Texas Instruments has a great solution for this - the SN6501 Transformer Driver. Even better, Wurth has a complete family of transformers to go with the SN6501 with agency approvals. But thanks to the semiconductor supply chain melt-down you can't get it for at least a year.

With a low-end PIC micro-controller, a few discrete parts, and a tad more board space you can do the same thing and add control features like Enable.

Here's the eval board. I always do something like this with a new idea or components no matter how comfortable I am. I've standardized on a micro-A/B USB jack for all of my PIC projects but you can substitute whatever works best for you.
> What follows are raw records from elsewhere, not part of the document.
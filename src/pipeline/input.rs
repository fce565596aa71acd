//! Input validation: the path must exist; a non-`.pdf` extension is only
//! flagged so the caller can warn about it.
//!
//! Whether the bytes really are a PDF is left to pdfium, which reports
//! [`Pdf2ImgError::SourceOpen`] when it cannot parse them.

use crate::error::Pdf2ImgError;
use std::path::{Path, PathBuf};
use tracing::debug;

/// A validated input path.
#[derive(Debug, Clone, PartialEq, Eq)]
pub struct CheckedInput {
    pub path: PathBuf,
    /// `false` when the file name does not end in `.pdf` (case-insensitive).
    pub has_pdf_extension: bool,
}

/// `true` if `path` ends in `.pdf`, ignoring case.
pub fn has_pdf_extension(path: &Path) -> bool {
    path.extension()
        .is_some_and(|ext| ext.eq_ignore_ascii_case("pdf"))
}

/// Check that `path` exists and note whether it looks like a PDF.
pub fn validate_input(path: impl AsRef<Path>) -> Result<CheckedInput, Pdf2ImgError> {
    let path = path.as_ref();

    if !path.exists() {
        return Err(Pdf2ImgError::InputNotFound {
            path: path.to_path_buf(),
        });
    }

    let has_pdf_extension = has_pdf_extension(path);
    debug!(
        "Validated input: {} (pdf extension: {})",
        path.display(),
        has_pdf_extension
    );
    Ok(CheckedInput {
        path: path.to_path_buf(),
        has_pdf_extension,
    })
}

#[cfg(test)]
mod tests {
    use super::*;

    #[test]
    fn missing_file_is_input_not_found() {
        let err = validate_input("/definitely/not/a/real/file.pdf").unwrap_err();
        match err {
            Pdf2ImgError::InputNotFound { path } => {
                assert_eq!(path, PathBuf::from("/definitely/not/a/real/file.pdf"))
            }
            other => panic!("unexpected error: {other}"),
        }
    }

    #[test]
    fn extension_check_is_case_insensitive() {
        assert!(has_pdf_extension(Path::new("a.pdf")));
        assert!(has_pdf_extension(Path::new("dir/REPORT.PDF")));
        assert!(!has_pdf_extension(Path::new("notes.txt")));
        assert!(!has_pdf_extension(Path::new("pdf")));
    }

    #[test]
    fn non_pdf_extension_still_validates() {
        let dir = tempfile::tempdir().unwrap();
        let file = dir.path().join("scan.bin");
        std::fs::write(&file, b"%PDF-1.7").unwrap();

        let checked = validate_input(&file).unwrap();
        assert_eq!(checked.path, file);
        assert!(!checked.has_pdf_extension);
    }

    #[test]
    fn pdf_extension_flagged() {
        let dir = tempfile::tempdir().unwrap();
        let file = dir.path().join("doc.pdf");
        std::fs::write(&file, b"%PDF-1.7").unwrap();
        assert!(validate_input(&file).unwrap().has_pdf_extension);
    }
}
The PIC is configured as a push-pull driver with an enable pin. Gate resistors R100/103 are not needed and can be eliminated from an actual design. The Wurth transformer I used is #760390014 with a ratio of 1.3:1 turns. For a 5V input you'll get 5.4~6V depending on load. Add an LDO for a precise output. For 10+ volts the secondary could be configured as a voltage doubler.
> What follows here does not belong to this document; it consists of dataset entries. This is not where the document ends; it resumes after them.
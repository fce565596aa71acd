//! Configuration types for PDF rasterisation.
//!
//! Everything that varies between runs lives in [`RasterConfig`], built via
//! [`RasterConfigBuilder`]. Policy values that must not vary (page ceiling,
//! JPEG quality) are plain constants so they can be audited in one place.

use crate::error::Pdf2ImgError;
use crate::progress::ProgressCallback;
use serde::{Deserialize, Serialize};
use std::fmt;
use std::path::PathBuf;
use std::str::FromStr;

/// Documents with more pages than this are rejected before anything is written.
pub const MAX_PAGES: usize = 100;

/// Fixed JPEG quality for `jpg` output.
pub const JPEG_QUALITY: u8 = 95;

/// PDF user-space units per inch; `dpi / POINTS_PER_INCH` is the render scale.
pub const POINTS_PER_INCH: f32 = 72.0;

/// Default rendering resolution.
pub const DEFAULT_DPI: u32 = 200;

/// Extensions (lower-case, without the dot) picked up by the archiver.
pub const IMAGE_EXTENSIONS: [&str; 5] = ["png", "jpg", "jpeg", "gif", "bmp"];

/// Configuration for one rasterisation run.
///
/// # Example
/// ```rust
/// use edgequake_pdf2img::{OutputFormat, RasterConfig};
///
/// let config = RasterConfig::builder()
///     .output_dir("out")
///     .format(OutputFormat::Jpg)
///     .dpi(150)
///     .build()
///     .unwrap();
/// assert_eq!(config.scale(), 150.0 / 72.0);
/// ```
#[derive(Clone)]
pub struct RasterConfig {
    /// Directory receiving `page_NNN.<ext>` files. Created if missing. Default: `images`.
    pub output_dir: PathBuf,

    /// Image encoding. Default: [`OutputFormat::Png`].
    pub format: OutputFormat,

    /// Rendering resolution; must be ≥ 1. Default: 200.
    ///
    /// No upper bound is enforced. Memory use grows with the square of the DPI,
    /// so very high values on large pages are the caller's responsibility.
    pub dpi: u32,

    /// PDF user password for encrypted documents.
    pub password: Option<String>,

    /// Optional per-page progress events.
    pub progress_callback: Option<ProgressCallback>,
}

impl Default for RasterConfig {
    fn default() -> Self {
        Self {
            output_dir: PathBuf::from("images"),
            format: OutputFormat::default(),
            dpi: DEFAULT_DPI,
            password: None,
            progress_callback: None,
        }
    }
}

impl fmt::Debug for RasterConfig {
    fn fmt(&self, f: &mut fmt::Formatter<'_>) -> fmt::Result {
        f.debug_struct("RasterConfig")
            .field("output_dir", &self.output_dir)
            .field("format", &self.format)
            .field("dpi", &self.dpi)
            .field("password", &self.password.as_ref().map(|_| "<redacted>"))
            .field(
                "progress_callback",
                &self
                    .progress_callback
                    .as_ref()
                    .map(|_| "<dyn RasterProgressCallback>"),
            )
            .finish()
    }
}

impl RasterConfig {
    /// Create a new builder for `RasterConfig`.
    pub fn builder() -> RasterConfigBuilder {
        RasterConfigBuilder {
            config: Self::default(),
        }
    }

    /// Uniform render scale for both axes.
    pub fn scale(&self) -> f32 {
        scale_factor(self.dpi)
    }
}

/// `dpi / 72`. Exactly `1.0` at 72 DPI and `2.0` at 144 DPI.
pub fn scale_factor(dpi: u32) -> f32 {
    dpi as f32 / POINTS_PER_INCH
}

/// Builder for [`RasterConfig`].
#[derive(Debug)]
pub struct RasterConfigBuilder {
    config: RasterConfig,
}

impl RasterConfigBuilder {
    pub fn output_dir(mut self, dir: impl Into<PathBuf>) -> Self {
        self.config.output_dir = dir.into();
        self
    }

    pub fn format(mut self, format: OutputFormat) -> Self {
        self.config.format = format;
        self
    }

    pub fn dpi(mut self, dpi: u32) -> Self {
        self.config.dpi = dpi;
        self
    }

    pub fn password(mut self, pwd: impl Into<String>) -> Self {
        self.config.password = Some(pwd.into());
        self
    }

    pub fn progress_callback(mut self, cb: ProgressCallback) -> Self {
        self.config.progress_callback = Some(cb);
        self
    }

    /// Build the configuration, validating constraints.
    pub fn build(self) -> Result<RasterConfig, Pdf2ImgError> {
        if self.config.dpi == 0 {
            return Err(Pdf2ImgError::InvalidConfig(
                "DPI must be a positive integer, got 0".into(),
            ));
        }
        if self.config.output_dir.as_os_str().is_empty() {
            return Err(Pdf2ImgError::InvalidConfig(
                "Output directory must not be empty".into(),
            ));
        }
        Ok(self.config)
    }
}

// ── Enums ────────────────────────────────────────────────────────────────

/// Encoding of the written page images.
#[derive(Debug, Clone, Copy, PartialEq, Eq, Default, Serialize, Deserialize)]
#[serde(rename_all = "lowercase")]
pub enum OutputFormat {
    /// Lossless, default compression. (default)
    #[default]
    Png,
    /// Lossy at [`JPEG_QUALITY`].
    Jpg,
}

impl OutputFormat {
    /// File extension without the dot.
    pub fn extension(self) -> &'static str {
        match self {
            OutputFormat::Png => "png",
            OutputFormat::Jpg => "jpg",
        }
    }
}

impl fmt::Display for OutputFormat {
    fn fmt(&self, f: &mut fmt::Formatter<'_>) -> fmt::Result {
        f.write_str(self.extension())
    }
}

impl FromStr for OutputFormat {
    type Err = Pdf2ImgError;

    fn from_str(s: &str) -> Result<Self, Self::Err> {
        match s.trim().to_ascii_lowercase().as_str() {
            "png" => Ok(OutputFormat::Png),
            "jpg" => Ok(OutputFormat::Jpg),
            other => Err(Pdf2ImgError::InvalidConfig(format!(
                "Unsupported image format '{other}' (expected png or jpg)"
            ))),
        }
    }
}

#[cfg(test)]
mod tests {
    use super::*;

    #[test]
    fn defaults_match_cli() {
        let c = RasterConfig::default();
        assert_eq!(c.output_dir, PathBuf::from("images"));
        assert_eq!(c.format, OutputFormat::Png);
        assert_eq!(c.dpi, 200);
        assert!(c.password.is_none());
    }

    #[test]
    fn scale_is_dpi_over_72() {
        assert_eq!(scale_factor(72), 1.0);
        assert_eq!(scale_factor(144), 2.0);
        assert_eq!(scale_factor(36), 0.5);
    }

    #[test]
    fn zero_dpi_rejected() {
        let err = RasterConfig::builder().dpi(0).build().unwrap_err();
        assert!(matches!(err, Pdf2ImgError::InvalidConfig(_)));
    }

    #[test]
    fn high_dpi_accepted() {
        let c = RasterConfig::builder().dpi(1200).build().unwrap();
        assert_eq!(c.dpi, 1200);
    }

    #[test]
    fn format_parsing() {
        assert_eq!("png".parse::<OutputFormat>().unwrap(), OutputFormat::Png);
        assert_eq!("JPG".parse::<OutputFormat>().unwrap(), OutputFormat::Jpg);
        assert!("gif".parse::<OutputFormat>().is_err());
        assert_eq!(OutputFormat::Jpg.extension(), "jpg");
    }

    #[test]
    fn debug_redacts_password() {
        let c = RasterConfig::builder().password("hunter2").build().unwrap();
        let dbg = format!("{c:?}");
        assert!(!dbg.contains("hunter2"));
        assert!(dbg.contains("<redacted>"));
    }
}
My main focus for the eval was dynamic performance - efficiency, regulation, and noise. Here's a trace with Vin=5V and a 200mA load. Channel 1 is the output and channel 3 is the switching waveform at TP110. Each side is on for ~ 2uS with a 62uS dead time to prevent shoot-thru.
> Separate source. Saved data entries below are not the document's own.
//! CLI binary for edgequake-pdf2img.
//!
//! A thin shim over the library crate that maps CLI flags
//! to `RasterConfig` and prints results.

use anyhow::{Context, Result};
use clap::Parser;
use edgequake_pdf2img::pipeline::input::validate_input;
use edgequake_pdf2img::{
    archive_with_progress, rasterize_with, ArchiveSummary, OutputFormat, PdfEngine, RasterConfig,
    RasterOutput, RasterProgressCallback,
};
use indicatif::{ProgressBar, ProgressStyle};
use serde::Serialize;
use std::io;
use std::path::PathBuf;
use std::process::ExitCode;
use std::sync::Arc;
use std::time::Duration;
use tracing_subscriber::EnvFilter;

/// Files listed in the success summary before it is truncated.
const PREVIEW_LEN: usize = 5;

const SPINNER_TICKS: &[&str] = &["⠋", "⠙", "⠹", "⠸", "⠼", "⠴", "⠦", "⠧", "⠇", "⠏", "⠿"];

// ── ANSI colour helpers (no extra deps) ──────────────────────────────────────

fn green(s: &str) -> String {
    format!("\x1b[32m{s}\x1b[0m")
}
fn red(s: &str) -> String {
    format!("\x1b[31m{s}\x1b[0m")
}
fn yellow(s: &str) -> String {
    format!("\x1b[33m{s}\x1b[0m")
}
fn dim(s: &str) -> String {
    format!("\x1b[2m{s}\x1b[0m")
}
fn bold(s: &str) -> String {
    format!("\x1b[1m{s}\x1b[0m")
}
fn cyan(s: &str) -> String {
    format!("\x1b[36m{s}\x1b[0m")
}

// ── CLI progress callback using indicatif ────────────────────────────────────

/// Terminal progress callback: a live bar plus one log line per written page.
struct CliProgressCallback {
    bar: ProgressBar,
}

impl CliProgressCallback {
    /// The bar starts as a spinner; `on_rasterize_start` gives it a length.
    fn new_dynamic() -> Arc<Self> {
        let bar = ProgressBar::new(0);

        let spinner_style = ProgressStyle::with_template("{spinner:.cyan} {prefix:.bold}  {msg}")
            .unwrap_or_else(|_| ProgressStyle::default_spinner())
            .tick_strings(SPINNER_TICKS);

        bar.set_style(spinner_style);
        bar.set_prefix("Preparing");
        bar.set_message("Opening PDF…");
        bar.enable_steady_tick(Duration::from_millis(80));

        Arc::new(Self { bar })
    }

    fn activate_bar(&self, total: usize) {
        let progress_style = ProgressStyle::with_template(
            "{spinner:.cyan} {prefix:.bold}  \
             [{bar:42.green/238}] {pos:>3}/{len} pages  \
             ⏱ {elapsed_precise}  ETA {eta_precise}",
        )
        .unwrap_or_else(|_| ProgressStyle::default_bar())
        .progress_chars("█▉▊▋▌▍▎▏  ")
        .tick_strings(SPINNER_TICKS);

        self.bar.set_length(total as u64);
        self.bar.set_style(progress_style);
        self.bar.set_prefix("Rendering");
        self.bar.reset_eta();
    }
}

impl RasterProgressCallback for CliProgressCallback {
    fn on_rasterize_start(&self, total_pages: usize) {
        self.activate_bar(total_pages);
        self.bar.println(format!(
            "{} {}",
            cyan("◆"),
            bold(&format!("Rasterising {total_pages} pages…"))
        ));
    }

    fn on_page_written(&self, page_num: usize, total_pages: usize, filename: &str) {
        self.bar.println(format!(
            "  {} Page {:>3}/{:<3}  {}",
            green("✓"),
            page_num,
            total_pages,
            dim(filename),
        ));
        self.bar.inc(1);
    }

    fn on_rasterize_complete(&self, written: usize) {
        self.bar.finish_and_clear();
        eprintln!(
            "{} {} pages rendered",
            green("✔"),
            bold(&written.to_string())
        );
    }
}

// A run that fails before `on_rasterize_start` would otherwise leave the
// spinner line above the error message.
impl Drop for CliProgressCallback {
    fn drop(&mut self) {
        if !self.bar.is_finished() {
            self.bar.finish_and_clear();
        }
    }
}

/// Prints one line per archive entry.
struct ArchiveProgress;

impl RasterProgressCallback for ArchiveProgress {
    fn on_archive_entry(&self, name: &str) {
        eprintln!("  {} {}", cyan("+"), dim(name));
    }
}

const AFTER_HELP: &str = r#"EXAMPLES:
  # Every page to images/page_001.png, images/page_002.png, ...
  pdf2img --input document.pdf

  # JPEG at 150 DPI, then bundle the directory into images.zip
  pdf2img --input document.pdf --image-format jpg --dpi 150 --zip

  # Custom locations
  pdf2img --input scan.pdf --output-dir out/pages --zip --zip-output out/pages.zip

  # Inspect PDF metadata without rendering
  pdf2img --input document.pdf --inspect-only

LIMITS:
  Documents with more than 100 pages are rejected before anything is written.
  Scale is dpi / 72 on both axes; JPEG output uses quality 95.

ENVIRONMENT VARIABLES:
  RUST_LOG                Override the log filter (e.g. RUST_LOG=debug)
  PDFIUM_LIB_PATH         Path to an existing libpdfium, skips auto-download
  PDFIUM_AUTO_CACHE_DIR   Override the default pdfium cache directory

SETUP:
  PDFium (~30 MB) is downloaded automatically on first run unless a system
  copy is found, and cached in ~/.cache/pdf2img/pdfium-7690/.
"#;

/// Rasterise PDF pages to PNG or JPEG images.
#[derive(Parser, Debug)]
#[command(
    name = "pdf2img",
    version,
    about = "Rasterise PDF pages to PNG or JPEG images, optionally zipped",
    arg_required_else_help = true,
    color = clap::ColorChoice::Auto,
    after_long_help = AFTER_HELP
)]
struct Cli {
    /// Input PDF file.
    #[arg(long)]
    input: PathBuf,

    /// Directory the page images are written to (created if missing).
    #[arg(long, default_value = "images")]
    output_dir: PathBuf,

    /// Image format: png or jpg.
    #[arg(long, value_enum, default_value = "png")]
    image_format: FormatArg,

    /// Rendering DPI; pages are scaled by dpi / 72.
    #[arg(long, default_value_t = 200,
          value_parser = clap::value_parser!(u32).range(1..))]
    dpi: u32,

    /// Bundle every image in the output directory into a zip archive.
    #[arg(long)]
    zip: bool,

    /// Archive path used with --zip.
    #[arg(long, default_value = "images.zip")]
    zip_output: PathBuf,

    /// PDF user password for encrypted documents.
    #[arg(long)]
    password: Option<String>,

    /// Print PDF metadata only, no rendering.
    #[arg(long)]
    inspect_only: bool,

    /// Print the run summary as JSON on stdout.
    #[arg(long)]
    json: bool,

    /// Disable progress bar.
    #[arg(long)]
    no_progress: bool,

    /// Enable DEBUG-level tracing logs.
    #[arg(short, long)]
    verbose: bool,

    /// Suppress all output except errors.
    #[arg(short, long)]
    quiet: bool,
}

#[derive(clap::ValueEnum, Clone, Copy, Debug)]
enum FormatArg {
    Png,
    Jpg,
}

impl From<FormatArg> for OutputFormat {
    fn from(v: FormatArg) -> Self {
        match v {
            FormatArg::Png => OutputFormat::Png,
            FormatArg::Jpg => OutputFormat::Jpg,
        }
    }
}

/// `--json` payload.
#[derive(Serialize)]
struct RunReport<'a> {
    output: &'a RasterOutput,
    archive: Option<&'a ArchiveSummary>,
}

fn main() -> ExitCode {
    let cli = match Cli::try_parse() {
        Ok(cli) => cli,
        Err(e) => {
            let _ = e.print();
            // --help and --version are not failures.
            return if e.use_stderr() {
                ExitCode::FAILURE
            } else {
                ExitCode::SUCCESS
            };
        }
    };

    init_logging(&cli);

    match run(&cli) {
        Ok(()) => ExitCode::SUCCESS,
        Err(e) => {
            eprintln!("{} {e:#}", red("error:"));
            ExitCode::FAILURE
        }
    }
}

/// Suppress INFO-level library logs while the progress bar is active.
fn init_logging(cli: &Cli) {
    let filter = if cli.verbose {
        "debug"
    } else if cli.quiet || show_progress(cli) {
        "error"
    } else {
        "info"
    };

    tracing_subscriber::fmt()
        .with_env_filter(
            EnvFilter::try_from_default_env().unwrap_or_else(|_| EnvFilter::new(filter)),
        )
        .with_writer(io::stderr)
        .init();
}

fn show_progress(cli: &Cli) -> bool {
    !cli.quiet && !cli.no_progress && !cli.json
}

fn run(cli: &Cli) -> Result<()> {
    // ── Validate input ──────────────────────────────────────────────────
    // Before pdfium is touched, so a bad path never triggers a download.
    let checked = validate_input(&cli.input).context("Invalid input")?;
    if !checked.has_pdf_extension && !cli.quiet {
        eprintln!(
            "{} '{}' may not be a PDF file",
            yellow("warning:"),
            cli.input.display()
        );
    }

    let engine = bind_engine(cli.quiet)?;

    // ── Inspect-only mode ────────────────────────────────────────────────
    if cli.inspect_only {
        let meta = engine
            .metadata(&checked.path, cli.password.as_deref())
            .context("Failed to inspect PDF")?;

        if cli.json {
            println!(
                "{}",
                serde_json::to_string_pretty(&meta).context("Failed to serialize metadata")?
            );
        } else {
            println!("File:         {}", cli.input.display());
            if let Some(ref t) = meta.title {
                println!("Title:        {}", t);
            }
            if let Some(ref a) = meta.author {
                println!("Author:       {}", a);
            }
            if let Some(ref s) = meta.subject {
                println!("Subject:      {}", s);
            }
            println!("Pages:        {}", meta.page_count);
            println!("PDF Version:  {}", meta.pdf_version);
            if let Some(ref p) = meta.producer {
                println!("Producer:     {}", p);
            }
            if let Some(ref c) = meta.creator {
                println!("Creator:      {}", c);
            }
        }
        return Ok(());
    }

    // ── Rasterise ────────────────────────────────────────────────────────
    let config = build_config(cli)?;
    let output = rasterize_with(&engine, &checked.path, &config).context("PDF conversion failed")?;

    if !cli.quiet && !cli.json {
        println!("{} Conversion complete", green("✔"));
        println!("   Images saved to: {}", bold(&output.output_dir.display().to_string()));
        println!("   Generated files: {}", output.preview(PREVIEW_LEN));
    }

    // ── Archive ──────────────────────────────────────────────────────────
    let summary = if cli.zip {
        let progress: Option<&dyn RasterProgressCallback> = if show_progress(cli) {
            Some(&ArchiveProgress)
        } else {
            None
        };
        let summary = archive_with_progress(&output.output_dir, &cli.zip_output, progress)
            .context("ZIP archive creation failed")?;

        if !cli.quiet && !cli.json {
            println!(
                "{} ZIP archive created: {}",
                green("✔"),
                bold(&summary.path.display().to_string())
            );
            println!("   Files: {}", summary.entry_count);
            println!("   Size:  {:.2} MB", summary.size_mb());
        }
        Some(summary)
    } else {
        None
    };

    if cli.json {
        let report = RunReport {
            output: &output,
            archive: summary.as_ref(),
        };
        println!(
            "{}",
            serde_json::to_string_pretty(&report).context("Failed to serialise output")?
        );
    }

    Ok(())
}

/// Bind pdfium, showing a download bar if the library has to be fetched.
fn bind_engine(quiet: bool) -> Result<PdfEngine> {
    if quiet || pdfium_auto::is_pdfium_cached() {
        return PdfEngine::bind().context("Failed to load PDFium engine");
    }

    let dl_bar = ProgressBar::new(0);
    dl_bar.set_style(
        ProgressStyle::with_template(
            "{spinner:.cyan} {prefix:.bold}  \
             [{bar:42.green/238}] {bytes}/{total_bytes}  ETA {eta_precise}",
        )
        .unwrap_or_else(|_| ProgressStyle::default_bar())
        .progress_chars("█▉▊▋▌▍▎▏  ")
        .tick_strings(SPINNER_TICKS),
    );
    dl_bar.set_prefix("PDF engine");
    dl_bar.set_message("Locating…");
    dl_bar.enable_steady_tick(Duration::from_millis(80));

    // A system pdfium is tried before any download, so the bar may
    // never move.
    let bar = dl_bar.clone();
    let result = pdfium_auto::bind_pdfium(Some(&|downloaded, total| {
        if let Some(t) = total {
            if bar.length().unwrap_or(0) != t {
                bar.set_length(t);
            }
        }
        bar.set_position(downloaded);
    }));
    dl_bar.finish_and_clear();

    let pdfium = result.context("Failed to load PDFium engine")?;
    Ok(PdfEngine::from_pdfium(pdfium))
}

/// Map CLI args to `RasterConfig`.
fn build_config(cli: &Cli) -> Result<RasterConfig> {
    let mut builder = RasterConfig::builder()
        .output_dir(&cli.output_dir)
        .format(cli.image_format.into())
        .dpi(cli.dpi);

    if let Some(ref pwd) = cli.password {
        builder = builder.password(pwd.clone());
    }
    if show_progress(cli) {
        builder = builder.progress_callback(CliProgressCallback::new_dynamic());
    }

    builder.build().context("Invalid configuration")
}

#[cfg(test)]
mod tests {
    use super::*;

    #[test]
    fn dropping_an_unstarted_callback_clears_the_spinner() {
        let cb = CliProgressCallback::new_dynamic();
        let bar = cb.bar.clone();
        assert!(!bar.is_finished());

        drop(cb);

        assert!(bar.is_finished());
    }

    #[test]
    fn completed_callback_stays_finished_on_drop() {
        let cb = CliProgressCallback::new_dynamic();
        let bar = cb.bar.clone();
        cb.on_rasterize_start(2);
        cb.on_page_written(1, 2, "page_001.png");
        cb.on_page_written(2, 2, "page_002.png");
        cb.on_rasterize_complete(2);

        drop(cb);

        assert!(bar.is_finished());
        assert_eq!(bar.position(), 2);
    }

    #[test]
    fn format_arg_maps_to_output_format() {
        assert_eq!(OutputFormat::from(FormatArg::Png), OutputFormat::Png);
        assert_eq!(OutputFormat::from(FormatArg::Jpg), OutputFormat::Jpg);
    }
}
Efficiency is a flat 77% above a 50mA load and the highest temperature rise was the switches at 12C with a 200mA load. This is basically a DC Transformer so very little filtering of the output is required - I only have 2.2uF. Idle current (no load) is 17mA with Vin=5V. With Enable LOW it drops to 2mA.

Interestingly, the TI data sheet does not indicate the need for snubbers (C/R102 & C103/R105) but I observed considerable ring without them. It may be due to the switching times being 10x faster than those of the Sn6501.

You'll notice the TI OPA197 op amp configured as a follower: this has nothing to do with testing the isolated bias supply per se. I included it to test the crazy idea of using this setup to convey voltage sense across the output isolation barrier for a power supply control loop. The traditional way to do this is with an opto-isolator but I don't like them (they also create dissipation issues in high-voltage secondaries). I have been playing with Analog Devices ADuM3190 isolation amplifier but was curious if the transformer (without output capacitance) would provide better bandwidth.

The answer is maybe but probably not worth it because the dynamic performance won't be better than the ADuM3190, require more board space, cost, discrete components, development time, etc.. 

If found that the OPA197 has no problem driving the transformer with only a small bias load of a few mA. The main problem is the switching noise created by the dead band for each leg. It comes out to about 100nS but is of significant amplitude - about 1V p-p. Even though this is way above the bandwidth of control loops I worry that it would create stability or jitter issues. Adding capacitance helps at the expense of bandwidth: I noted an 11 degree phase shift @ 30kHz. And the noise is still a concern.